Featured post

VIDA DE-sign by Michael Buckingham, aka Mick Muttley

Dear friends (yeah really, one of those) I have become a women's wear designer for VIDA! http://shopvida.com/collections/voices/ ...

Thursday 4 February 2010

SubVersion Stop 71: Case study 1: Madonna - "Hung Up"


Madonna has, over the years, adapted chameleon-like to her climate. This characteristic enables her to succeed in the popular music world - where musical novelty is paramount - and "Hung Up" is a prime example of how lifting from the 70s pop style, with a beat rewired for the iPod and commercial dance generation can work effectively.

This is popular music as it's liked by many - the song would become her eleventh number one single. It can be played in a variety of contexts - on the radio at work, in the home before one goes out, via the MP3 player - thus quadrupling its appeal to the mainstream audience, for which it is intended. Through listening contexts formal and informal, thanks to the simplistic structure, reviving the sounds of 1980s pop doesn't become an exercise in pure pastiche.

The song has hazily familiar hooks, recalling traditional themes of disco - love, loss and good times - sustained overlays of the string arrangement, and keyboard melodies enveloping to administer a haze-like timbre. Paradoxically, the pulse is clear from the outset by the implementation of a metronomic tick-tock, which leads into a filtered riff, taken from Abba's "Gimme Gimme Gimme".

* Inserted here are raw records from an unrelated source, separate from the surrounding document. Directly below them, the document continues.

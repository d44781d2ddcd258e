//! Time-domain normalized cross-correlation between the ring buffer and a
//! reference waveform, evaluated at every valid offset via FFT convolution.

use rustfft::num_complex::Complex;
use rustfft::FftPlanner;

/// References with a standard deviation below this are degenerate (silence
/// or DC) and score a hard zero.
const MIN_REF_STD: f64 = 1e-8;
/// Floor for the local window variance, so near-silent windows cannot blow
/// the score up through division.
const MIN_WINDOW_VAR: f64 = 1e-10;

/// Peak NCC of `reference` slid across `window`. Range is approximately
/// [-1, 1]; values near 1 indicate the reference waveform is present.
///
/// Returns 0.0 when the window is shorter than the reference or the
/// reference is degenerate.
pub fn ncc_peak(window: &[f32], reference: &[f32]) -> f32 {
    let n = reference.len();
    if n == 0 || window.len() < n {
        return 0.0;
    }

    let reference: Vec<f64> = reference.iter().map(|&v| v as f64).collect();
    let ref_mean = reference.iter().sum::<f64>() / n as f64;
    let ref_std = (reference.iter().map(|v| (v - ref_mean).powi(2)).sum::<f64>() / n as f64).sqrt();
    if ref_std < MIN_REF_STD {
        return 0.0;
    }

    let signal: Vec<f64> = window.iter().map(|&v| v as f64).collect();
    let signal_sq: Vec<f64> = signal.iter().map(|v| v * v).collect();
    // Convolving with the time-reversed centered reference gives the
    // sliding dot product at every valid offset.
    let centered_rev: Vec<f64> = reference.iter().rev().map(|v| v - ref_mean).collect();
    let ones = vec![1.0f64; n];

    let mut planner = FftPlanner::<f64>::new();
    let corr = convolve_valid(&signal, &centered_rev, &mut planner);
    let window_sums = convolve_valid(&signal, &ones, &mut planner);
    let window_sq_sums = convolve_valid(&signal_sq, &ones, &mut planner);

    let nf = n as f64;
    let mut best = f64::NEG_INFINITY;
    for k in 0..corr.len() {
        let local_mean = window_sums[k] / nf;
        let local_var = (window_sq_sums[k] / nf - local_mean * local_mean).max(MIN_WINDOW_VAR);
        let ncc = corr[k] / (local_var.sqrt() * ref_std * nf);
        if ncc > best {
            best = ncc;
        }
    }
    best as f32
}

/// Valid-mode linear convolution of `signal` with `kernel` via FFT.
/// Output length is `signal.len() - kernel.len() + 1`.
fn convolve_valid(signal: &[f64], kernel: &[f64], planner: &mut FftPlanner<f64>) -> Vec<f64> {
    let m = signal.len();
    let n = kernel.len();
    debug_assert!(n <= m && n > 0);

    let size = (m + n - 1).next_power_of_two();
    let fft = planner.plan_fft_forward(size);
    let ifft = planner.plan_fft_inverse(size);

    let mut a: Vec<Complex<f64>> = signal.iter().map(|&v| Complex::new(v, 0.0)).collect();
    a.resize(size, Complex::new(0.0, 0.0));
    let mut b: Vec<Complex<f64>> = kernel.iter().map(|&v| Complex::new(v, 0.0)).collect();
    b.resize(size, Complex::new(0.0, 0.0));

    fft.process(&mut a);
    fft.process(&mut b);
    for (x, y) in a.iter_mut().zip(b.iter()) {
        *x *= *y;
    }
    ifft.process(&mut a);

    let scale = 1.0 / size as f64;
    a[n - 1..m].iter().map(|c| c.re * scale).collect()
}
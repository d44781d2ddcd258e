use serde::{Deserialize, Serialize};

/// Matching and confirmation parameters. Immutable for the lifetime of a
/// listener.
#[derive(Debug, Clone, Serialize, Deserialize)]
pub struct DetectorConfig {
    /// Seconds of audio held in the ring buffer.
    pub chunk_duration_secs: f32,
    /// Seconds of audio between scoring decisions.
    pub hop_duration_secs: f32,
    /// Minimum seconds between two fired detections.
    pub cooldown_secs: f32,
    /// Peak NCC a label must reach to be accepted.
    pub match_threshold: f32,
    /// How far the winner must beat the runner-up.
    pub match_margin: f32,
    /// Consecutive accepted hops required before firing.
    pub confirm_hops: u32,
    /// Minimum ring-buffer RMS to attempt matching at all.
    pub min_rms: f32,
    /// Seconds of sustained silence after which the capture session is
    /// considered dead and torn down. Independent of `cooldown_secs`.
    pub silence_reconnect_secs: f32,
    pub sample_rate_hz: u32,
}

impl Default for DetectorConfig {
    fn default() -> Self {
        Self {
            chunk_duration_secs: 4.0,
            hop_duration_secs: 0.5,
            cooldown_secs: 30.0,
            match_threshold: 0.25,
            match_margin: 0.10,
            confirm_hops: 2,
            min_rms: 0.0005,
            silence_reconnect_secs: 30.0,
            sample_rate_hz: 48_000,
        }
    }
}

impl DetectorConfig {
    pub fn hop_samples(&self) -> usize {
        (self.hop_duration_secs * self.sample_rate_hz as f32) as usize
    }

    pub fn ring_samples(&self) -> usize {
        (self.chunk_duration_secs * self.sample_rate_hz as f32) as usize
    }
}
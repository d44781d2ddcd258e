use std::path::PathBuf;

use anyhow::Context;
use clap::Parser;
use tracing_subscriber::EnvFilter;

use ggwatch_app::{ListenerConfig, MatchListener};
use ggwatch_audio::{LoopbackBackend, ReferenceLibrary, SysinfoLocator};
use ggwatch_foundation::real_clock;

/// Watches a game process for match-outcome announcements by matching its
/// audio against reference clips.
#[derive(Parser, Debug)]
#[command(name = "ggwatch", version, about)]
struct Args {
    /// Directory holding reference clips (victory.wav, defeat.wav, ...).
    #[arg(long, default_value = "refs", env = "GGWATCH_REFS_DIR")]
    refs_dir: PathBuf,

    /// Executable name of the target process.
    #[arg(long, default_value = "overwatch.exe", env = "GGWATCH_EXE")]
    exe: String,

    /// Peak NCC a label must reach to be accepted.
    #[arg(long)]
    match_threshold: Option<f32>,

    /// Minimum seconds between two detections.
    #[arg(long)]
    cooldown_secs: Option<f32>,

    /// Consecutive accepted hops required before firing.
    #[arg(long)]
    confirm_hops: Option<u32>,
}

fn main() -> anyhow::Result<()> {
    tracing_subscriber::fmt()
        .with_env_filter(
            EnvFilter::try_from_default_env().unwrap_or_else(|_| EnvFilter::new("info")),
        )
        .init();

    let args = Args::parse();
    let mut cfg = ListenerConfig {
        refs_dir: args.refs_dir,
        exe_name: args.exe,
        ..ListenerConfig::default()
    };
    if let Some(threshold) = args.match_threshold {
        cfg.detector.match_threshold = threshold;
    }
    if let Some(cooldown) = args.cooldown_secs {
        cfg.detector.cooldown_secs = cooldown;
    }
    if let Some(hops) = args.confirm_hops {
        cfg.detector.confirm_hops = hops;
    }

    let library =
        ReferenceLibrary::load(&cfg.refs_dir, &cfg.labels, cfg.detector.sample_rate_hz);

    let (mut listener, events) = MatchListener::new(
        cfg,
        Box::new(LoopbackBackend::new()),
        Box::new(SysinfoLocator::new()),
        library,
        real_clock(),
    )?;
    listener.start();

    let (stop_tx, stop_rx) = crossbeam_channel::bounded::<()>(1);
    ctrlc::set_handler(move || {
        let _ = stop_tx.try_send(());
    })
    .context("failed to install ctrl-c handler")?;

    loop {
        crossbeam_channel::select! {
            recv(events) -> event => match event {
                Ok(event) => println!("{} (score {:.2})", event.label, event.score),
                // Worker exited (e.g. capture backend unavailable).
                Err(_) => break,
            },
            recv(stop_rx) -> _ => break,
        }
    }

    listener.stop();
    Ok(())
}
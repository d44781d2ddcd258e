//! Process discovery by executable name. Polled, not subscribed; one
//! snapshot per call.

use sysinfo::{ProcessesToUpdate, System};

/// Point-in-time pid lookup. The supervisor calls `find_pid` twice around
/// every capture open: once to discover and once to re-verify, so a pid
/// recycled to an unrelated process between the two is discarded instead
/// of captured.
pub trait ProcessLocator: Send {
    /// Case-insensitive match on the executable name. O(running
    /// processes) per call.
    fn find_pid(&mut self, exe_name: &str) -> Option<u32>;
}

pub struct SysinfoLocator {
    system: System,
}

impl SysinfoLocator {
    pub fn new() -> Self {
        Self {
            system: System::new(),
        }
    }
}

impl Default for SysinfoLocator {
    fn default() -> Self {
        Self::new()
    }
}

impl ProcessLocator for SysinfoLocator {
    fn find_pid(&mut self, exe_name: &str) -> Option<u32> {
        self.system.refresh_processes(ProcessesToUpdate::All, true);
        let wanted = exe_name.to_ascii_lowercase();
        self.system
            .processes()
            .iter()
            .find(|(_, process)| {
                process.name().to_string_lossy().to_ascii_lowercase() == wanted
            })
            .map(|(pid, _)| pid.as_u32())
    }
}
pub mod capture;
pub mod hop;
pub mod loopback;
pub mod process;
pub mod refs;

pub use capture::{CaptureBackend, CaptureSession, CAPTURE_CHANNELS, CAPTURE_SAMPLE_RATE};
pub use hop::HopAccumulator;
pub use loopback::LoopbackBackend;
pub use process::{ProcessLocator, SysinfoLocator};
pub use refs::{ReferenceClip, ReferenceLibrary};
//! Turns noisy per-hop match scores into a single debounced detection.
//!
//! Gate order per hop: cooldown, energy, threshold, margin, hysteresis.
//! `IDLE <-> CANDIDATE(label, count)`; any rejection drops back to idle and
//! a fire only happens once `count` reaches the configured confirm-hop
//! count, at most once per cooldown window.

use std::time::{Duration, Instant};

use ggwatch_foundation::SharedClock;

use crate::config::DetectorConfig;
use crate::{energy, matcher};

#[derive(Debug, Clone, PartialEq)]
pub struct MatchScore {
    pub label: String,
    pub value: f32,
}

#[derive(Debug, Clone, PartialEq)]
pub enum HopOutcome {
    /// Inside the cooldown window; scoring skipped.
    CoolingDown,
    /// Ring buffer RMS below the minimum; scoring skipped.
    TooQuiet,
    /// Silence has persisted past the reconnect threshold; the supervisor
    /// should tear the capture session down.
    SilenceTimeout,
    /// Best score failed the threshold or margin rule; candidate dropped.
    Rejected,
    /// Same label accepted again, not yet enough consecutive hops.
    Building { label: String, count: u32 },
    /// Confirmed detection. Emitted exactly once per qualifying run.
    Fired { label: String, score: f32 },
}

pub struct HopDecider {
    cfg: DetectorConfig,
    clock: SharedClock,
    candidate: Option<String>,
    count: u32,
    last_trigger: Option<Instant>,
    last_loud: Instant,
}

impl HopDecider {
    pub fn new(cfg: DetectorConfig, clock: SharedClock) -> Self {
        let last_loud = clock.now();
        Self {
            cfg,
            clock,
            candidate: None,
            count: 0,
            last_trigger: None,
            last_loud,
        }
    }

    /// Score the ring buffer against every reference and run the decision
    /// pipeline. `refs` yields `(label, samples)` pairs at the pipeline
    /// sample rate.
    pub fn on_hop<'a, I>(&mut self, ring: &[f32], refs: I) -> HopOutcome
    where
        I: IntoIterator<Item = (&'a str, &'a [f32])>,
    {
        let now = self.clock.now();
        if self.in_cooldown(now) {
            return HopOutcome::CoolingDown;
        }

        let rms = energy::rms(ring);
        if rms < self.cfg.min_rms {
            return self.quiet_outcome(now);
        }
        self.last_loud = now;

        let scores: Vec<MatchScore> = refs
            .into_iter()
            .map(|(label, samples)| {
                let value = matcher::ncc_peak(ring, samples);
                tracing::trace!(label, value, rms, "hop score");
                MatchScore {
                    label: label.to_string(),
                    value,
                }
            })
            .collect();

        self.on_scores(scores)
    }

    /// Decision pipeline below the energy gate, driven directly by tests
    /// that do not want to synthesize waveforms.
    pub fn on_scores(&mut self, mut scores: Vec<MatchScore>) -> HopOutcome {
        let now = self.clock.now();
        if self.in_cooldown(now) {
            return HopOutcome::CoolingDown;
        }
        if scores.is_empty() {
            self.reset();
            return HopOutcome::Rejected;
        }

        scores.sort_by(|a, b| b.value.total_cmp(&a.value));
        let best = &scores[0];

        if best.value < self.cfg.match_threshold {
            self.reset();
            return HopOutcome::Rejected;
        }

        if let Some(runner_up) = scores.get(1) {
            if best.value - runner_up.value < self.cfg.match_margin {
                tracing::debug!(
                    best = %best.label,
                    best_score = best.value,
                    runner_up = %runner_up.label,
                    runner_up_score = runner_up.value,
                    "match rejected: margin too small"
                );
                self.reset();
                return HopOutcome::Rejected;
            }
        }

        if self.candidate.as_deref() == Some(best.label.as_str()) {
            self.count += 1;
        } else {
            self.candidate = Some(best.label.clone());
            self.count = 1;
        }

        if self.count < self.cfg.confirm_hops {
            tracing::debug!(
                label = %best.label,
                count = self.count,
                needed = self.cfg.confirm_hops,
                score = best.value,
                "building confirmation"
            );
            return HopOutcome::Building {
                label: best.label.clone(),
                count: self.count,
            };
        }

        let fired = HopOutcome::Fired {
            label: best.label.clone(),
            score: best.value,
        };
        self.last_trigger = Some(now);
        self.reset();
        fired
    }

    pub fn last_trigger(&self) -> Option<Instant> {
        self.last_trigger
    }

    fn in_cooldown(&self, now: Instant) -> bool {
        self.last_trigger.is_some_and(|t| {
            now.duration_since(t) < Duration::from_secs_f32(self.cfg.cooldown_secs)
        })
    }

    fn quiet_outcome(&mut self, now: Instant) -> HopOutcome {
        let silent_for = now.duration_since(self.last_loud);
        if silent_for > Duration::from_secs_f32(self.cfg.silence_reconnect_secs) {
            self.last_loud = now;
            return HopOutcome::SilenceTimeout;
        }
        HopOutcome::TooQuiet
    }

    fn reset(&mut self) {
        self.candidate = None;
        self.count = 0;
    }
}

This lifting embodies the changing cultural identity of sampling, and its popularity quantifies why this can be seen as a piece of popular music as well. The actuality of the sample's presence can further placate public consciousness through familiarity with older values and repertoires. "Time goes by" is sung in descending pitch, with repetition of the phrase conveying a suspension of limits. The addition of delay on Madonna's vocals supplants any questioning over how fast time is passing, not to mention eliciting that the singer is trapped in an ongoing musical current, comparable to the fast-flowing nature of societal existence.

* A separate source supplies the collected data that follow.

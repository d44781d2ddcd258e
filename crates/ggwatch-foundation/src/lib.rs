pub mod backoff;
pub mod clock;
pub mod error;

pub use backoff::*;
pub use clock::*;
pub use error::*;
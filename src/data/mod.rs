//! Data layer - Static literals and the page stylesheet
//!
//! This module contains all static data used while loading and rendering:
//! - Endpoint and identifier constants
//! - Character and extension sets for the formatter
//! - The embedded stylesheet for column pages

pub mod constants;
pub mod stylesheet;

// Re-export commonly used items
pub use constants::{
    DEFAULT_SPREADSHEET_ID, ERROR_CAUSES, ERROR_HEADLINE, ERROR_RELOAD_LABEL, IMAGE_EXTENSIONS,
    VOWELS,
};
pub use stylesheet::STYLESHEET;
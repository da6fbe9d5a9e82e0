//! Structured (gviz JSON) normalization
//!
//! The query endpoint answers with
//! `{table: {cols: [...], rows: [{c: [{v: value}, ...]}, ...]}}`, usually
//! wrapped in a callback invocation. Only the `v` field of a cell is read.

use lazy_static::lazy_static;
use regex::Regex;
use serde::Deserialize;
use serde_json::Value;

use super::Table;

lazy_static! {
    // /*O_o*/\nname({...});
    static ref CALLBACK_WRAPPER: Regex = Regex::new(
        r"(?s)^\s*(?:/\*.*?\*/)?\s*([A-Za-z_$][\w$.]*)\s*\((.*)\)\s*;?\s*$"
    ).unwrap();
}

/// Top-level structured response
#[derive(Debug, Clone, Default, Deserialize)]
pub struct GvizResponse {
    #[serde(default)]
    pub table: Option<GvizTable>,
}

/// Table body of a structured response
#[derive(Debug, Clone, Default, Deserialize)]
pub struct GvizTable {
    #[serde(default)]
    pub cols: Vec<GvizColumn>,
    #[serde(default)]
    pub rows: Vec<Option<GvizRow>>,
}

/// Column descriptor; only its presence matters for layout
#[derive(Debug, Clone, Default, Deserialize)]
pub struct GvizColumn {}

#[derive(Debug, Clone, Default, Deserialize)]
pub struct GvizRow {
    #[serde(default)]
    pub c: Option<Vec<Option<GvizCell>>>,
}

/// Cell descriptor; `f` and `p` are ignored
#[derive(Debug, Clone, Default, Deserialize)]
pub struct GvizCell {
    #[serde(default)]
    pub v: Value,
}

impl GvizResponse {
    pub fn from_json(json: &str) -> Result<Self, serde_json::Error> {
        serde_json::from_str(json)
    }

    /// Normalize into a [`Table`]; missing parts give an empty table
    pub fn into_table(self) -> Table {
        let Some(table) = self.table else {
            return Table::default();
        };

        let rows = table
            .rows
            .into_iter()
            .map(|row| {
                row.and_then(|r| r.c)
                    .unwrap_or_default()
                    .into_iter()
                    .map(|cell| cell.and_then(|c| value_to_text(&c.v)))
                    .collect()
            })
            .collect();

        Table::new(table.cols.len(), rows)
    }
}

/// Stringify a cell value the way a browser would, `None` for null
pub fn value_to_text(value: &Value) -> Option<String> {
    match value {
        Value::Null => None,
        Value::String(s) => Some(s.clone()),
        Value::Bool(b) => Some(b.to_string()),
        Value::Number(n) => Some(number_to_text(n)),
        other => Some(other.to_string()),
    }
}

// Number::prototype.toString: shortest digits, fixed notation for
// 1e-6 <= |x| < 1e21, exponent form with an explicit sign otherwise.
fn number_to_text(n: &serde_json::Number) -> String {
    let Some(f) = n.as_f64() else {
        return n.to_string();
    };
    if f == 0.0 {
        return "0".to_string();
    }
    if (1e-6..1e21).contains(&f.abs()) {
        return f.to_string();
    }
    let exp = format!("{:e}", f);
    match exp.split_once('e') {
        Some((mantissa, power)) if !power.starts_with('-') => format!("{}e+{}", mantissa, power),
        _ => exp,
    }
}

/// Split a callback-wrapped body into `(callback name, payload)`
///
/// ```rust
/// use sheetcols::core::table::unwrap_callback;
///
/// let body = "/*O_o*/\ncb_1({\"table\":{}});";
/// assert_eq!(unwrap_callback(body), Some(("cb_1", "{\"table\":{}}")));
/// ```
pub fn unwrap_callback(body: &str) -> Option<(&str, &str)> {
    let caps = CALLBACK_WRAPPER.captures(body)?;
    let name = caps.get(1)?.as_str();
    let payload = caps.get(2)?.as_str();
    Some((name, payload))
}

#[cfg(test)]
mod tests {
    use super::*;
    use pretty_assertions::assert_eq;

    const SAMPLE: &str = r#"{
        "version": "0.6",
        "table": {
            "cols": [
                {"id": "A", "label": "Left", "type": "string"},
                {"id": "B", "label": "Right", "type": "number"}
            ],
            "rows": [
                {"c": [{"v": "[Hi]"}, {"v": 3.0, "f": "3"}]},
                {"c": [null, {"v": null}]},
                {"c": [{"v": true}, {"v": 2.5}, {"v": "overflow"}]}
            ]
        }
    }"#;

    #[test]
    fn test_structured_columns() {
        let table = GvizResponse::from_json(SAMPLE).unwrap().into_table();
        assert_eq!(table.column_count(), 2);
        assert_eq!(table.column(0), vec!["[Hi]", "true"]);
        assert_eq!(table.column(1), vec!["3", "2.5"]);
    }

    #[test]
    fn test_null_values_contribute_nothing() {
        let table = GvizResponse::from_json(SAMPLE).unwrap().into_table();
        assert_eq!(table.rows()[1], vec![None, None]);
    }

    #[test]
    fn test_missing_parts_degrade_to_empty() {
        let table = GvizResponse::from_json("{}").unwrap().into_table();
        assert_eq!(table.column_count(), 0);

        let table = GvizResponse::from_json(r#"{"table": {"cols": [{}], "rows": [{"c": null}]}}"#)
            .unwrap()
            .into_table();
        assert_eq!(table.column_count(), 1);
        assert!(table.column(0).is_empty());
    }

    #[test]
    fn test_value_to_text() {
        assert_eq!(value_to_text(&Value::Null), None);
        assert_eq!(value_to_text(&serde_json::json!(7)), Some("7".into()));
        assert_eq!(value_to_text(&serde_json::json!(7.0)), Some("7".into()));
        assert_eq!(value_to_text(&serde_json::json!(-0.25)), Some("-0.25".into()));
        assert_eq!(value_to_text(&serde_json::json!(false)), Some("false".into()));
    }

    #[test]
    fn test_numbers_stringify_like_javascript() {
        let cases = [
            (serde_json::json!(-0.0), "0"),
            (serde_json::json!(1e-7), "1e-7"),
            (serde_json::json!(2.5e-8), "2.5e-8"),
            (serde_json::json!(0.000001), "0.000001"),
            (serde_json::json!(1e20), "100000000000000000000"),
            (serde_json::json!(1e21), "1e+21"),
            (serde_json::json!(-1.5e300), "-1.5e+300"),
            (serde_json::json!(123456789.5), "123456789.5"),
            (serde_json::json!(-12), "-12"),
        ];
        for (value, expected) in cases {
            assert_eq!(value_to_text(&value), Some(expected.to_string()), "value: {}", value);
        }
    }

    #[test]
    fn test_unwrap_callback() {
        let body = "/*O_o*/\ngoogle.visualization.Query.setResponse({\"a\":1});";
        assert_eq!(
            unwrap_callback(body),
            Some(("google.visualization.Query.setResponse", "{\"a\":1}"))
        );
        assert_eq!(unwrap_callback("plain,csv\n1,2"), None);
    }
}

Metre and pulse co-exist comfortably as four-time and four-to-the-floor, both inextricably clear. A conventional verse-refrain structure is upheld. Madonna sings not melismata, but broken, almost static shifts between notes - "Every little thing" rises in pitch on each syllable, whereas "that you say or do" peaks and then is in descent. The convergence of themes conveys how the words are fleeting - the singer is "hung up" which can mean unstable; precariously positioned. The syncopated melodies and rhythm validates this aspect, by the contrapuntal sum of parts audible from the chorus and chugging aesthetic.

Madonna's speech is evenly distributed on the track, yet the rhythm is multilayered and as such compliments what it accentuates. A tum-tum-tum-tum ordination of the main beat is where the lyrics sit and angle off, their texture wispy, thin and spread across parameters in line with the filtering sample and chorus motif. Harmonies are consonant at 00:32-00:48, filled out and wholesome but in comparison the early section is waiting to develop a thicker skin from the intro filtration towards the main hook.

There is a definite sense that Madonna is making use of space between words, whereby she crams more into each bridging phrase in a continuum, impressioning that she's "fed up of waiting for you" (re-iterated at 01:30 for the second interval). Concerning emotions broadcast lyrically, the song is obviously written from the perspective of a girl who once had nothing, and the narrative centres around love (or rather, the lack thereof). By adhering to commonplace structure there's no doubt the message becomes more accessible, if not endearing, depending on your standpoint with commercial dance.

The dynamics are pretty standardised for the genre, but what they do conjure is fidelity. The stomp of the bass is turgid, the vocals flaccid. This juxtaposition commands your attentiveness and, combined with that Abba riff, delivers a potent, frothy and infectious airwaves-friendly cut. The tempo is fairly pedestrian - undoubtedly a stylistic side-effect of looking backwards to move forward - slow, with the texture within gaps to chorus filled by the sandworm penetration-esque melody. You could say that because of its lower key, the words in Madonna's chorus line are intensified, and translate as more uplifting, suggesting the degree to which the singer is hung up, and moreover, what path she will take to resolve it.

Ultimately, the accompaniments to the keyboard melody (sample, vocals) enshroud the piece with an overall psychedelic textural sheen. The conclusion to the clip provided (at 02:05) sees the female finally "hang up" on the significant other, adding a new chordal pattern by rising an octave, signifying the escape.